Capital controls: IDB calls for action against rising currencies

COPYING AND DISTRIBUTING ARE PROHIBITED WITHOUT PERMISSION OF THE PUBLISHER: CHUNT@EUROMONEY.COM

By:
Rob Dwyer
Published on:

Monetary policy seen as insufficient; Macro-prudential policies also required

A report by the Inter-American Development Bank suggests that fast-growing Latin American economies will need to implement macro-prudential policies to counter exchange rate appreciation. The use of these tools – which include capital controls, liquidity regulations and capital requirements and provisions – to combat the currency appreciation caused by high levels of capital inflows is contentious and was the topic of much debate at the IDB’s annual meeting in Calgary last month.

"External funding at low cost under the present circumstances, and despite our tight prudential rules, creates incentives to increase risk taking and can end up in asset price distortions vis-à-vis the exchange rate"

Luiz Pereira da Silva, Central Bank of Brazil

Alejandro Izquierdo, co-author of the IDB report, One region, two speeds – challenges of the new global economic order for Latin America and the Caribbean, told Euromoney that avoiding "excessive exchange rate appreciation... will require very good macro-economic management to make sure that you don’t have overheating". Izquierdo says that monetary policy alone will be ineffective in combating currency appreciation in countries that the report designates as the faster-growing "Brazil cluster" because raising interest rates would increase capital inflows from abroad, thereby putting pressure on the exchange rate.
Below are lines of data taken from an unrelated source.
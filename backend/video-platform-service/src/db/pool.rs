use crate::config::DatabaseConfig;
use sqlx::postgres::{PgPool, PgPoolOptions};
use std::time::Duration;
use tracing::{error, info};

/// How long the startup `SELECT 1` may take before the pool is rejected.
const VERIFY_TIMEOUT: Duration = Duration::from_secs(5);

/// Create a PostgreSQL connection pool and verify it with a round trip.
pub async fn create_pool(config: &DatabaseConfig) -> Result<PgPool, sqlx::Error> {
    info!(
        "Database Pool Configuration: max_connections={}, min_connections={}, \
         acquire_timeout={}s, idle_timeout={}s",
        config.max_connections,
        config.min_connections,
        config.acquire_timeout_secs,
        config.idle_timeout_secs
    );

    let pool = PgPoolOptions::new()
        .max_connections(config.max_connections)
        .min_connections(config.min_connections.min(config.max_connections))
        // Timeout for acquiring a connection from the pool
        .acquire_timeout(Duration::from_secs(config.acquire_timeout_secs))
        .idle_timeout(Duration::from_secs(config.idle_timeout_secs))
        .test_before_acquire(true)
        .connect(&config.url)
        .await?;

    match tokio::time::timeout(VERIFY_TIMEOUT, sqlx::query("SELECT 1").execute(&pool)).await {
        Ok(Ok(_)) => {
            info!("Database pool created and verified successfully");
            Ok(pool)
        }
        Ok(Err(e)) => {
            error!(error = %e, "Database connection verification failed");
            Err(e)
        }
        Err(_) => {
            error!(
                timeout_secs = VERIFY_TIMEOUT.as_secs(),
                "Database connection verification timeout"
            );
            Err(sqlx::Error::PoolTimedOut)
        }
    }
}

/// Apply the migrations bundled with this crate.
pub async fn run_migrations(pool: &PgPool) -> Result<(), sqlx::migrate::MigrateError> {
    sqlx::migrate!("./migrations").run(pool).await?;
    info!("Database migrations applied");
    Ok(())
}
/// Signed uploads to a Cloudinary-compatible endpoint
use super::{round_duration, MediaError, MediaKind, MediaUploader, UploadedMedia};
use crate::config::MediaConfig;
use async_trait::async_trait;
use reqwest::multipart::{Form, Part};
use serde::Deserialize;
use sha1::{Digest, Sha1};
use std::path::Path;
use std::time::Duration;
use tracing::{debug, warn};

#[derive(Debug, Deserialize)]
struct UploadResponse {
    secure_url: String,
    #[serde(default)]
    duration: Option<f64>,
}

pub struct CloudinaryUploader {
    client: reqwest::Client,
    config: MediaConfig,
}

impl CloudinaryUploader {
    pub fn new(config: MediaConfig) -> Result<Self, MediaError> {
        let client = reqwest::Client::builder()
            .timeout(Duration::from_secs(config.request_timeout_secs))
            .build()?;
        Ok(Self { client, config })
    }

    fn is_configured(&self) -> bool {
        !self.config.cloud_name.is_empty()
            && !self.config.api_key.is_empty()
            && !self.config.api_secret.is_empty()
    }

    fn endpoint(&self, kind: MediaKind) -> String {
        format!(
            "{}/{}/{}/upload",
            self.config.upload_url.trim_end_matches('/'),
            self.config.cloud_name,
            kind.resource_type()
        )
    }

    async fn send(&self, path: &Path, kind: MediaKind) -> Result<UploadedMedia, MediaError> {
        if !self.is_configured() {
            return Err(MediaError::NotConfigured);
        }

        let bytes = tokio::fs::read(path).await?;
        let file_name = path
            .file_name()
            .map(|n| n.to_string_lossy().into_owned())
            .unwrap_or_else(|| "upload".to_string());
        let timestamp = chrono::Utc::now().timestamp();

        let form = Form::new()
            .part("file", Part::bytes(bytes).file_name(file_name))
            .text("api_key", self.config.api_key.clone())
            .text("timestamp", timestamp.to_string())
            .text("signature", sign(timestamp, &self.config.api_secret));

        let response = self
            .client
            .post(self.endpoint(kind))
            .multipart(form)
            .send()
            .await?;

        let status = response.status();
        if !status.is_success() {
            let body = response.text().await.unwrap_or_default();
            return Err(MediaError::Rejected {
                status: status.as_u16(),
                body,
            });
        }

        let body: UploadResponse = response.json().await?;
        Ok(UploadedMedia {
            url: body.secure_url,
            duration: body.duration.map(round_duration),
        })
    }
}

/// Request signature: hex SHA-1 over the signed parameters followed by the secret.
fn sign(timestamp: i64, api_secret: &str) -> String {
    let mut hasher = Sha1::new();
    hasher.update(format!("timestamp={timestamp}{api_secret}").as_bytes());
    hex::encode(hasher.finalize())
}

#[async_trait]
impl MediaUploader for CloudinaryUploader {
    async fn upload(&self, path: &Path, kind: MediaKind) -> Result<UploadedMedia, MediaError> {
        let result = self.send(path, kind).await;

        if let Err(e) = tokio::fs::remove_file(path).await {
            warn!(path = %path.display(), error = %e, "failed to remove spooled upload");
        }

        match &result {
            Ok(media) => debug!(url = %media.url, kind = kind.resource_type(), "media uploaded"),
            Err(e) => warn!(error = %e, kind = kind.resource_type(), "media upload failed"),
        }
        result
    }
}
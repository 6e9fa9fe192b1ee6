use super::{SubscriptionRepositoryTrait, TOGGLE_ATTEMPTS};
use crate::models::{Subscription, Toggled};
use async_trait::async_trait;
use sqlx::PgPool;
use uuid::Uuid;

/// Repository for channel subscriptions
#[derive(Clone)]
pub struct SubscriptionRepository {
    pool: PgPool,
}

impl SubscriptionRepository {
    pub fn new(pool: PgPool) -> Self {
        Self { pool }
    }
}

#[async_trait]
impl SubscriptionRepositoryTrait for SubscriptionRepository {
    /// Same delete-then-insert scheme as like toggles.
    async fn toggle(
        &self,
        subscriber_id: Uuid,
        channel_id: Uuid,
    ) -> Result<Toggled<Subscription>, sqlx::Error> {
        for _ in 0..TOGGLE_ATTEMPTS {
            let removed = sqlx::query_as::<_, Subscription>(
                r#"
                DELETE FROM subscriptions
                WHERE subscriber_id = $1 AND channel_id = $2
                RETURNING id, subscriber_id, channel_id, created_at
                "#,
            )
            .bind(subscriber_id)
            .bind(channel_id)
            .fetch_optional(&self.pool)
            .await?;

            if let Some(subscription) = removed {
                return Ok(Toggled::Removed(subscription));
            }

            let inserted = sqlx::query_as::<_, Subscription>(
                r#"
                INSERT INTO subscriptions (subscriber_id, channel_id)
                VALUES ($1, $2)
                ON CONFLICT (subscriber_id, channel_id) DO NOTHING
                RETURNING id, subscriber_id, channel_id, created_at
                "#,
            )
            .bind(subscriber_id)
            .bind(channel_id)
            .fetch_optional(&self.pool)
            .await?;

            if let Some(subscription) = inserted {
                return Ok(Toggled::Added(subscription));
            }

            let existing = sqlx::query_as::<_, Subscription>(
                r#"
                SELECT id, subscriber_id, channel_id, created_at
                FROM subscriptions
                WHERE subscriber_id = $1 AND channel_id = $2
                "#,
            )
            .bind(subscriber_id)
            .bind(channel_id)
            .fetch_optional(&self.pool)
            .await?;

            if let Some(subscription) = existing {
                return Ok(Toggled::Added(subscription));
            }
            tracing::debug!(%subscriber_id, %channel_id, "subscription vanished during toggle, retrying");
        }

        Err(sqlx::Error::Protocol(format!(
            "subscription toggle did not settle after {TOGGLE_ATTEMPTS} attempts"
        )))
    }
}
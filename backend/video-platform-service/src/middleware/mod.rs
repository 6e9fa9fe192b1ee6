/// HTTP middleware for the video platform service
///
/// Provides bearer-token authentication, the `Caller` extractor and request
/// metrics. Authentication is optional at the middleware level: a request without
/// an `Authorization` header continues anonymously and handlers that need a caller
/// reject it through the extractor.
pub mod permissions;

pub use permissions::*;

use crate::error::AppError;
use crate::metrics::HTTP_REQUESTS_TOTAL;
use crate::models::Caller;
use actix_web::dev::{forward_ready, Service, ServiceRequest, ServiceResponse, Transform};
use actix_web::{Error, FromRequest, HttpMessage, HttpRequest};
use futures::future::LocalBoxFuture;
use jsonwebtoken::{decode, encode, Algorithm, DecodingKey, EncodingKey, Header, Validation};
use serde::{Deserialize, Serialize};
use std::future::{ready, Ready};
use std::rc::Rc;
use std::sync::Arc;
use std::time::Instant;
use uuid::Uuid;

// =====================================================================
// Bearer authentication
// =====================================================================

/// Claims carried by access tokens; `sub` is the user id.
#[derive(Debug, Serialize, Deserialize)]
pub struct Claims {
    pub sub: String,
    pub exp: usize,
}

/// Verifies HS256 access tokens issued by the identity provider.
pub struct TokenVerifier {
    key: DecodingKey,
    validation: Validation,
}

impl TokenVerifier {
    pub fn new(secret: &str) -> Self {
        Self {
            key: DecodingKey::from_secret(secret.as_bytes()),
            validation: Validation::new(Algorithm::HS256),
        }
    }

    pub fn verify(&self, token: &str) -> Result<Caller, AppError> {
        let data = decode::<Claims>(token, &self.key, &self.validation)
            .map_err(|_| AppError::Unauthenticated("Invalid or expired token".to_string()))?;

        let user_id = Uuid::parse_str(&data.claims.sub)
            .map_err(|_| AppError::Unauthenticated("Invalid user ID in token".to_string()))?;

        Ok(Caller::new(user_id))
    }
}

/// Sign an access token for `user_id`; used by tooling and tests.
pub fn encode_token(
    user_id: Uuid,
    secret: &str,
    ttl: chrono::Duration,
) -> Result<String, jsonwebtoken::errors::Error> {
    let claims = Claims {
        sub: user_id.to_string(),
        exp: (chrono::Utc::now() + ttl).timestamp().max(0) as usize,
    };
    encode(
        &Header::new(Algorithm::HS256),
        &claims,
        &EncodingKey::from_secret(secret.as_bytes()),
    )
}

/// Actix middleware that resolves the caller from a Bearer token.
#[derive(Clone)]
pub struct BearerAuth {
    verifier: Arc<TokenVerifier>,
}

impl BearerAuth {
    pub fn new(secret: &str) -> Self {
        Self {
            verifier: Arc::new(TokenVerifier::new(secret)),
        }
    }
}

impl<S, B> Transform<S, ServiceRequest> for BearerAuth
where
    S: Service<ServiceRequest, Response = ServiceResponse<B>, Error = Error> + 'static,
    S::Future: 'static,
    B: 'static,
{
    type Response = ServiceResponse<B>;
    type Error = Error;
    type InitError = ();
    type Transform = BearerAuthService<S>;
    type Future = Ready<Result<Self::Transform, Self::InitError>>;

    fn new_transform(&self, service: S) -> Self::Future {
        ready(Ok(BearerAuthService {
            service: Rc::new(service),
            verifier: self.verifier.clone(),
        }))
    }
}

pub struct BearerAuthService<S> {
    service: Rc<S>,
    verifier: Arc<TokenVerifier>,
}

impl<S, B> Service<ServiceRequest> for BearerAuthService<S>
where
    S: Service<ServiceRequest, Response = ServiceResponse<B>, Error = Error> + 'static,
    S::Future: 'static,
    B: 'static,
{
    type Response = ServiceResponse<B>;
    type Error = Error;
    type Future = LocalBoxFuture<'static, Result<Self::Response, Self::Error>>;

    forward_ready!(service);

    fn call(&self, req: ServiceRequest) -> Self::Future {
        let service = self.service.clone();
        let verifier = self.verifier.clone();

        Box::pin(async move {
            let header = req
                .headers()
                .get("Authorization")
                .map(|h| h.to_str().map(str::to_owned));

            if let Some(header) = header {
                let header = header.map_err(|_| {
                    AppError::Unauthenticated("Invalid Authorization header".to_string())
                })?;
                let token = header.strip_prefix("Bearer ").ok_or_else(|| {
                    AppError::Unauthenticated("Invalid Authorization scheme".to_string())
                })?;

                let caller = verifier.verify(token.trim())?;
                req.extensions_mut().insert(caller);
            }

            service.call(req).await
        })
    }
}

impl FromRequest for Caller {
    type Error = AppError;
    type Future = Ready<Result<Self, Self::Error>>;

    fn from_request(req: &HttpRequest, _: &mut actix_web::dev::Payload) -> Self::Future {
        ready(
            req.extensions()
                .get::<Caller>()
                .copied()
                .ok_or_else(|| AppError::Unauthenticated("Authentication required".to_string())),
        )
    }
}

/// Caller when a valid token was presented, `None` for anonymous requests
#[derive(Debug, Clone, Copy)]
pub struct MaybeCaller(pub Option<Caller>);

impl FromRequest for MaybeCaller {
    type Error = AppError;
    type Future = Ready<Result<Self, Self::Error>>;

    fn from_request(req: &HttpRequest, _: &mut actix_web::dev::Payload) -> Self::Future {
        ready(Ok(MaybeCaller(req.extensions().get::<Caller>().copied())))
    }
}

// =====================================================================
// Metrics middleware
// =====================================================================

pub struct MetricsMiddleware;

impl<S, B> Transform<S, ServiceRequest> for MetricsMiddleware
where
    S: Service<ServiceRequest, Response = ServiceResponse<B>, Error = Error> + 'static,
    S::Future: 'static,
    B: 'static,
{
    type Response = ServiceResponse<B>;
    type Error = Error;
    type InitError = ();
    type Transform = MetricsMiddlewareService<S>;
    type Future = Ready<Result<Self::Transform, Self::InitError>>;

    fn new_transform(&self, service: S) -> Self::Future {
        ready(Ok(MetricsMiddlewareService {
            service: Rc::new(service),
        }))
    }
}

pub struct MetricsMiddlewareService<S> {
    service: Rc<S>,
}

impl<S, B> Service<ServiceRequest> for MetricsMiddlewareService<S>
where
    S: Service<ServiceRequest, Response = ServiceResponse<B>, Error = Error> + 'static,
    S::Future: 'static,
    B: 'static,
{
    type Response = ServiceResponse<B>;
    type Error = Error;
    type Future = LocalBoxFuture<'static, Result<Self::Response, Self::Error>>;

    forward_ready!(service);

    fn call(&self, req: ServiceRequest) -> Self::Future {
        let service = self.service.clone();
        let path = req.path().to_string();
        let method = req.method().to_string();
        let start = Instant::now();

        Box::pin(async move {
            let res = service.call(req).await;
            let status = match &res {
                Ok(response) => response.status(),
                Err(err) => err.as_response_error().status_code(),
            };

            HTTP_REQUESTS_TOTAL
                .with_label_values(&[method.as_str(), status.as_str()])
                .inc();

            let elapsed = start.elapsed().as_millis();
            tracing::debug!(%method, %path, status = status.as_u16(), %elapsed, "request completed");
            res
        })
    }
}

#[cfg(test)]
mod tests {
    use super::*;
    use actix_web::{http::StatusCode, test, web, App, HttpResponse};

    const SECRET: &str = "test-secret";

    async fn whoami(caller: Caller) -> HttpResponse {
        HttpResponse::Ok().body(caller.user_id.to_string())
    }

    async fn maybe(MaybeCaller(caller): MaybeCaller) -> HttpResponse {
        HttpResponse::Ok().body(if caller.is_some() { "user" } else { "anonymous" })
    }

    #[actix_web::test]
    async fn valid_token_resolves_caller() {
        let app = test::init_service(
            App::new()
                .wrap(BearerAuth::new(SECRET))
                .route("/me", web::get().to(whoami)),
        )
        .await;

        let user_id = Uuid::new_v4();
        let token = encode_token(user_id, SECRET, chrono::Duration::minutes(5)).unwrap();
        let req = test::TestRequest::get()
            .uri("/me")
            .insert_header(("Authorization", format!("Bearer {token}")))
            .to_request();
        let body = test::call_and_read_body(&app, req).await;
        assert_eq!(body, user_id.to_string());
    }

    #[actix_web::test]
    async fn missing_header_is_anonymous() {
        let app = test::init_service(
            App::new()
                .wrap(BearerAuth::new(SECRET))
                .route("/maybe", web::get().to(maybe))
                .route("/me", web::get().to(whoami)),
        )
        .await;

        let body =
            test::call_and_read_body(&app, test::TestRequest::get().uri("/maybe").to_request())
                .await;
        assert_eq!(body, "anonymous");

        let resp = test::call_service(&app, test::TestRequest::get().uri("/me").to_request()).await;
        assert_eq!(resp.status(), StatusCode::UNAUTHORIZED);
    }

    #[actix_web::test]
    async fn token_signed_with_other_secret_is_rejected() {
        let app = test::init_service(
            App::new()
                .wrap(BearerAuth::new(SECRET))
                .route("/maybe", web::get().to(maybe)),
        )
        .await;

        let token =
            encode_token(Uuid::new_v4(), "other-secret", chrono::Duration::minutes(5)).unwrap();
        let req = test::TestRequest::get()
            .uri("/maybe")
            .insert_header(("Authorization", format!("Bearer {token}")))
            .to_request();
        let resp = test::try_call_service(&app, req).await;
        let status = match resp {
            Ok(r) => r.status(),
            Err(e) => e.as_response_error().status_code(),
        };
        assert_eq!(status, StatusCode::UNAUTHORIZED);
    }

    #[::core::prelude::v1::test]
    fn expired_token_fails_verification() {
        let token = encode_token(Uuid::new_v4(), SECRET, chrono::Duration::minutes(-10)).unwrap();
        assert!(TokenVerifier::new(SECRET).verify(&token).is_err());
    }
}
//! Running pipelines against PostgreSQL
use crate::compile::{compile, compile_paginated};
use crate::error::PipelineError;
use crate::pagination::{PageLabels, PageMeta, PageRequest, Paginated};
use crate::stage::Pipeline;
use sqlx::{PgPool, Row};
use tracing::debug;

/// Run a pipeline and return every document in pipeline order.
pub async fn aggregate(
    pool: &PgPool,
    pipeline: &Pipeline,
) -> Result<Vec<serde_json::Value>, PipelineError> {
    let mut qb = compile(pipeline)?;
    debug!(collection = pipeline.collection().name, sql = qb.sql(), "aggregate");

    let rows = qb.build().fetch_all(pool).await?;
    rows.iter()
        .map(|row| row.try_get::<serde_json::Value, _>("document"))
        .collect::<Result<Vec<_>, _>>()
        .map_err(PipelineError::from)
}

/// Run a pipeline and return the requested page together with the total count.
///
/// Count and window come from the same statement, so both always reflect the same
/// match and join stages.
pub async fn aggregate_paginate(
    pool: &PgPool,
    pipeline: &Pipeline,
    request: PageRequest,
) -> Result<Paginated<serde_json::Value>, PipelineError> {
    let mut qb = compile_paginated(pipeline, request.window())?;
    debug!(
        collection = pipeline.collection().name,
        page = request.page(),
        limit = request.limit(),
        "aggregate_paginate"
    );

    let (total_docs, docs): (i64, serde_json::Value) =
        qb.build_query_as().fetch_one(pool).await?;

    let docs = match docs {
        serde_json::Value::Array(docs) => docs,
        other => {
            return Err(PipelineError::InvalidStage(format!(
                "paginated statement returned {other} instead of an array"
            )))
        }
    };

    Ok(Paginated {
        docs,
        meta: PageMeta::new(request, total_docs),
        labels: PageLabels::default(),
    })
}
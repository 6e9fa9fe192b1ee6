/// Video Platform Service Library
///
/// Serves videos, comments, likes, tweets and channel subscriptions. Listings are
/// described as aggregation pipelines (see the `query-pipeline` crate) and returned
/// as labelled pages inside the standard response envelope.
///
/// # Modules
///
/// - `handlers`: HTTP request handlers and route registration
/// - `models`: Entities, caller identity and identifier parsing
/// - `services`: Resource operations (validation, ownership, toggles)
/// - `db`: Repository traits, PostgreSQL implementations and collection schemas
/// - `pipelines`: Per-resource aggregation pipelines
/// - `media`: Object storage uploads for video files and images
/// - `middleware`: Bearer authentication, permission checks and request metrics
/// - `response`: The `{statusCode, data, message, success}` envelope
/// - `error`: Error types and the error envelope
/// - `config`: Configuration management
/// - `metrics`: Prometheus collectors
pub mod config;
pub mod db;
pub mod error;
pub mod handlers;
pub mod media;
pub mod metrics;
pub mod middleware;
pub mod models;
pub mod pipelines;
pub mod response;
pub mod services;
pub mod state;

pub use config::Config;
pub use error::{AppError, Result};
pub use state::AppState;
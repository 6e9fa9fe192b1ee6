/// Data models for the video platform service
use chrono::{DateTime, Utc};
use serde::{Deserialize, Serialize};
use sqlx::FromRow;
use uuid::Uuid;

pub mod ids;

pub use ids::parse_id;

/// The authenticated user on whose behalf an operation runs
#[derive(Debug, Clone, Copy, PartialEq, Eq)]
pub struct Caller {
    pub user_id: Uuid,
}

impl Caller {
    pub fn new(user_id: Uuid) -> Self {
        Self { user_id }
    }
}

/// Public view of a user
#[derive(Debug, Clone, Serialize, FromRow)]
#[serde(rename_all = "camelCase")]
pub struct UserSummary {
    #[serde(rename = "_id")]
    pub id: Uuid,
    pub username: String,
    pub full_name: String,
    pub avatar: String,
}

#[derive(Debug, Clone, Serialize, FromRow)]
#[serde(rename_all = "camelCase")]
pub struct Video {
    #[serde(rename = "_id")]
    pub id: Uuid,
    #[sqlx(rename = "owner_id")]
    pub owner: Uuid,
    pub title: String,
    pub description: String,
    pub video_url: String,
    pub thumbnail_url: String,
    /// Seconds, rounded to two decimals
    pub duration: f64,
    pub is_published: bool,
    pub created_at: DateTime<Utc>,
    pub updated_at: DateTime<Utc>,
}

/// Fields of a video about to be inserted; `is_published` starts false.
#[derive(Debug, Clone, PartialEq)]
pub struct NewVideo {
    pub owner: Uuid,
    pub title: String,
    pub description: String,
    pub video_url: String,
    pub thumbnail_url: String,
    pub duration: f64,
}

/// Partial update of a video; `None` leaves the field unchanged.
#[derive(Debug, Clone, Default, PartialEq)]
pub struct VideoChanges {
    pub title: Option<String>,
    pub description: Option<String>,
    pub thumbnail_url: Option<String>,
}

impl VideoChanges {
    pub fn is_empty(&self) -> bool {
        self.title.is_none() && self.description.is_none() && self.thumbnail_url.is_none()
    }
}

#[derive(Debug, Clone, Serialize, FromRow)]
#[serde(rename_all = "camelCase")]
pub struct Comment {
    #[serde(rename = "_id")]
    pub id: Uuid,
    pub content: String,
    #[sqlx(rename = "video_id")]
    pub video: Uuid,
    #[sqlx(rename = "owner_id")]
    pub owner: Uuid,
    pub created_at: DateTime<Utc>,
    pub updated_at: DateTime<Utc>,
}

/// A comment together with the owner of the video it belongs to
#[derive(Debug, Clone, FromRow)]
pub struct CommentWithVideoOwner {
    #[sqlx(flatten)]
    pub comment: Comment,
    pub video_owner_id: Uuid,
}

#[derive(Debug, Clone, Serialize, FromRow)]
#[serde(rename_all = "camelCase")]
pub struct Tweet {
    #[serde(rename = "_id")]
    pub id: Uuid,
    pub content: String,
    #[sqlx(rename = "owner_id")]
    pub owner: Uuid,
    pub created_at: DateTime<Utc>,
    pub updated_at: DateTime<Utc>,
}

/// Kind of resource a like points at
#[derive(Debug, Clone, Copy, PartialEq, Eq, Hash, Serialize, Deserialize)]
#[serde(rename_all = "lowercase")]
pub enum LikeTargetKind {
    Video,
    Comment,
    Tweet,
}

impl LikeTargetKind {
    pub fn as_str(&self) -> &'static str {
        match self {
            LikeTargetKind::Video => "video",
            LikeTargetKind::Comment => "comment",
            LikeTargetKind::Tweet => "tweet",
        }
    }

    pub fn parse(raw: &str) -> Option<Self> {
        match raw {
            "video" => Some(LikeTargetKind::Video),
            "comment" => Some(LikeTargetKind::Comment),
            "tweet" => Some(LikeTargetKind::Tweet),
            _ => None,
        }
    }
}

impl std::fmt::Display for LikeTargetKind {
    fn fmt(&self, f: &mut std::fmt::Formatter<'_>) -> std::fmt::Result {
        f.write_str(self.as_str())
    }
}

/// Exactly one liked resource
#[derive(Debug, Clone, Copy, PartialEq, Eq, Serialize)]
#[serde(tag = "kind", content = "targetId", rename_all = "lowercase")]
pub enum LikeTarget {
    Video(Uuid),
    Comment(Uuid),
    Tweet(Uuid),
}

impl LikeTarget {
    pub fn new(kind: LikeTargetKind, id: Uuid) -> Self {
        match kind {
            LikeTargetKind::Video => LikeTarget::Video(id),
            LikeTargetKind::Comment => LikeTarget::Comment(id),
            LikeTargetKind::Tweet => LikeTarget::Tweet(id),
        }
    }

    pub fn kind(&self) -> LikeTargetKind {
        match self {
            LikeTarget::Video(_) => LikeTargetKind::Video,
            LikeTarget::Comment(_) => LikeTargetKind::Comment,
            LikeTarget::Tweet(_) => LikeTargetKind::Tweet,
        }
    }

    pub fn id(&self) -> Uuid {
        match self {
            LikeTarget::Video(id) | LikeTarget::Comment(id) | LikeTarget::Tweet(id) => *id,
        }
    }
}

#[derive(Debug, Clone, Serialize)]
#[serde(rename_all = "camelCase")]
pub struct Like {
    #[serde(rename = "_id")]
    pub id: Uuid,
    pub owner: Uuid,
    pub target: LikeTarget,
    pub created_at: DateTime<Utc>,
}

#[derive(Debug, Clone, Serialize, FromRow)]
#[serde(rename_all = "camelCase")]
pub struct Subscription {
    #[serde(rename = "_id")]
    pub id: Uuid,
    #[sqlx(rename = "subscriber_id")]
    pub subscriber: Uuid,
    #[sqlx(rename = "channel_id")]
    pub channel: Uuid,
    pub created_at: DateTime<Utc>,
}

/// Outcome of a toggle; carries the row that was inserted or removed.
#[derive(Debug, Clone, PartialEq)]
pub enum Toggled<T> {
    Added(T),
    Removed(T),
}

impl<T> Toggled<T> {
    pub fn is_added(&self) -> bool {
        matches!(self, Toggled::Added(_))
    }

    pub fn outcome(&self) -> &'static str {
        match self {
            Toggled::Added(_) => "added",
            Toggled::Removed(_) => "removed",
        }
    }

    pub fn into_inner(self) -> T {
        match self {
            Toggled::Added(v) | Toggled::Removed(v) => v,
        }
    }
}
The report’s "Brazil cluster" is essentially the southern, commodity-exporting countries whose exports are aligned to other emerging markets, notably China. They are distinct from the slower-growing "Mexican cluster" of largely central American and Caribbean states that are less commodity-rich and whose exports are aligned with industrial economies, notably the US.

Inflows

It is not just the sheer volume of recent capital inflows that are the source of the problem, according to Izquierdo. Capital inflows into Latin America were $266 billion in 2010 and the region has doubled its share of global flows to emerging markets from 12% in 2006 to 25% in 2009. There has also been a change in the type of flows: in 2006 63% of total capital flows to the seven biggest Latin American economies were in the form of foreign direct investment, whereas by 2009 FDI was 31% of capital inflows, with 69% being portfolio inflows. Research suggests that FDI causes less appreciation of the host currency and is longer-term in nature.

Juan Carlos Echeverry, finance minister of Colombia, the region’s newest investment-grade country, says that while capital inflows are a problem he doesn’t believe that capital controls are an effective solution. "When I heard about QE2 back at the September IMF and World Bank [meetings]... I was then afraid because [I realized] we are going to get this inflow of capital that will affect stock prices, housing prices and so on. That’s when we decided to do something to combat inflows to avoid excessive appreciation."

Echeverry’s solution was to remove distortion in Colombia’s financial system. "We introduced a package of measures that avoided capital controls – that’s the easy way. Instead we solved distortions." For example, Colombia had a withholding tax for domestic borrowing but not one for foreign borrowing: "We were creating an incentive to borrow from abroad, so we evened out those two withholding taxes," he says.

According to Echeverry, solving distortions such as these led to an exchange rate depreciation of between 5% to 7% against the US dollar and the Colombian peso also devalued against its Latin American peers.

Mario Bergara, president of the Bank of Uruguay, thinks there is a need for macro-prudential measures: "We are facing the challenges of successful emerging markets in Latin America. Monetary policy is not enough, a broader set of policies [is needed]."

Bergara expressed support for Brazil, which came under implied criticism for using macro-prudential policies instead of allowing a free-floating exchange rate: "Brazil is attracting a lot of FDI but also a lot of short-term capital – that poses serious challenges in the short and medium run. Perhaps [Uruguay] being in the cluster of Brazil is helping us because Brazil attracts so much short-term capital that countries like Uruguay are not that attractive for that kind of capital."

Market portion

Luiz Pereira da Silva, deputy governor of the Central Bank of Brazil, was unrepentant about recent Brazilian policy, which includes increases in taxes on foreign investments as well as upticks in banks’ reserve requirements and equity capital ratios. He says that trying to smooth currency appreciation through building up reserves was insufficient (Bradesco predicts Brazil’s reserves will reach $350 billion this year, the world’s fourth largest). "No matter how much the central bank intensifies the stabilization of its reserve accumulation, there is always a portion of it that remains in the market," he says. "This portion has been increasing in the past few months, leading to a significant expansion of our credit market.

"External funding at low cost under the present circumstances, and despite our tight prudential rules, creates incentives to increase risk taking and can end up in asset price distortions vis-à-vis the exchange rate. This is exactly the context in which macro-prudential measures should be understood. They have been implemented since 2010 precisely with the purpose of ensuring the solvency, robustness and stability of the national financial system."